IL-13 From Murine Epidermal γδ T Cells Promotes Wound Healing by Inducing Arginase-1-Positive Hypodermal Macrophages in the Early Inflammatory Phase

Murine epidermal γδ T cells, known as dendritic epidermal T cells (DETCs), play critical roles in cutaneous wound healing by secreting chemokines, cytokines and growth factors. Although DETCs predominantly produce IL-13 early after activation, the specific role of DETC-derived IL-13 in wound repair remains unknown. Here, we show that periwound DETCs are the primary source of IL-13 at early wound sites (4 h after full-thickness skin wounding). The delayed wound closure in DETC-deficient Tcrd^−/− mice was restored by the local application of IL-13 immediately after wounding. Previous studies have demonstrated that macrophages infiltrating the wound granulation tissue undergo a phenotypic shift from iNOS-positive, proinflammatory type to arginase-1-positive, anti-inflammatory type during the late inflammatory phase (3–5 days post injury).

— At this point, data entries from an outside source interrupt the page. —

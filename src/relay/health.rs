//! Agent backend reachability check run once at gateway startup.

use std::error::Error as _;
use std::io;
use std::time::Duration;

use serde::{Deserialize, Serialize};
use url::Url;

/// Typed backend health state for startup logs.
#[derive(Debug, Clone, Copy, PartialEq, Eq, Serialize, Deserialize)]
#[serde(rename_all = "snake_case")]
pub enum BackendHealthState {
    Healthy,
    NotConfigured,
    DnsFailure,
    ConnectFailure,
    Timeout,
    AuthFailure,
    HttpFailure,
}

impl BackendHealthState {
    pub fn as_str(self) -> &'static str {
        match self {
            Self::Healthy => "healthy",
            Self::NotConfigured => "not_configured",
            Self::DnsFailure => "dns_failure",
            Self::ConnectFailure => "connect_failure",
            Self::Timeout => "timeout",
            Self::AuthFailure => "auth_failure",
            Self::HttpFailure => "http_failure",
        }
    }

    pub fn is_healthy(self) -> bool {
        matches!(self, Self::Healthy)
    }
}

/// Reachability of the relay endpoint.
#[derive(Debug, Clone, Serialize, Deserialize)]
pub struct BackendHealth {
    pub url: Option<String>,
    pub state: BackendHealthState,
    pub detail: String,
    pub http_status: Option<u16>,
}

/// Send one GET to the endpoint and classify the outcome.
///
/// Any answer below 500 other than 401/403 counts as reachable: the backend
/// only serves POST on this path, so 404/405 are expected.
pub async fn check_backend(endpoint: Option<&Url>, timeout: Duration) -> BackendHealth {
    let Some(endpoint) = endpoint else {
        return BackendHealth {
            url: None,
            state: BackendHealthState::NotConfigured,
            detail: "API_URL is not set".to_string(),
            http_status: None,
        };
    };
    let url = Some(endpoint.to_string());

    let client = match reqwest::Client::builder().timeout(timeout).build() {
        Ok(client) => client,
        Err(error) => {
            return BackendHealth {
                url,
                state: BackendHealthState::ConnectFailure,
                detail: format!("HTTP client init failed: {error}"),
                http_status: None,
            };
        }
    };

    match client.get(endpoint.clone()).send().await {
        Ok(response) => {
            let status = response.status();
            let state = if status == reqwest::StatusCode::UNAUTHORIZED
                || status == reqwest::StatusCode::FORBIDDEN
            {
                BackendHealthState::AuthFailure
            } else if status.is_server_error() {
                BackendHealthState::HttpFailure
            } else {
                BackendHealthState::Healthy
            };
            BackendHealth {
                url,
                state,
                detail: format!("HTTP {}", status.as_u16()),
                http_status: Some(status.as_u16()),
            }
        }
        Err(error) => BackendHealth {
            url,
            state: classify_transport_error(&error),
            detail: error.to_string(),
            http_status: None,
        },
    }
}

/// Check and log; never fails startup.
pub async fn log_preflight(endpoint: Option<&Url>, timeout: Duration) -> BackendHealth {
    let health = check_backend(endpoint, timeout).await;
    let url = health.url.as_deref().unwrap_or("-");
    match health.state {
        BackendHealthState::Healthy => {
            tracing::info!(url, detail = %health.detail, "Agent backend reachable");
        }
        BackendHealthState::NotConfigured => {
            tracing::warn!("API_URL is not set; every tool call will report it");
        }
        state => {
            tracing::warn!(
                url,
                state = state.as_str(),
                detail = %health.detail,
                "Agent backend preflight failed; serving anyway"
            );
        }
    }
    health
}

fn classify_transport_error(error: &reqwest::Error) -> BackendHealthState {
    let mut io_kind = None;
    let mut source = error.source();
    while let Some(err) = source {
        if let Some(io_error) = err.downcast_ref::<io::Error>() {
            io_kind = Some(io_error.kind());
            break;
        }
        source = err.source();
    }
    classify_failure(error.is_timeout(), error.is_connect(), io_kind)
}

/// A connect error that never reached a socket failed at name resolution.
fn classify_failure(
    timed_out: bool,
    connecting: bool,
    io_kind: Option<io::ErrorKind>,
) -> BackendHealthState {
    use io::ErrorKind::*;

    if timed_out || io_kind == Some(TimedOut) {
        return BackendHealthState::Timeout;
    }
    match io_kind {
        Some(
            ConnectionRefused | ConnectionReset | ConnectionAborted | HostUnreachable
            | NetworkUnreachable | AddrNotAvailable,
        ) => BackendHealthState::ConnectFailure,
        _ if connecting => BackendHealthState::DnsFailure,
        _ => BackendHealthState::ConnectFailure,
    }
}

At 24 h post wounding, however, most macrophages infiltrating the periwound hypodermis expressed arginase-1. In Tcrd^−/− mice, both the number of macrophages in the periwound hypodermis and their arginase-1 expression were significantly reduced. Local IL-13 administration restored arginase-1 expression in the hypodermal macrophages without altering their overall number in Tcrd^−/− mice. These results indicate that IL-13 rapidly produced by DETCs upon skin injury plays a critical role in wound healing by inducing arginase-1-positive macrophages in the periwound hypodermis during the early inflammatory phase.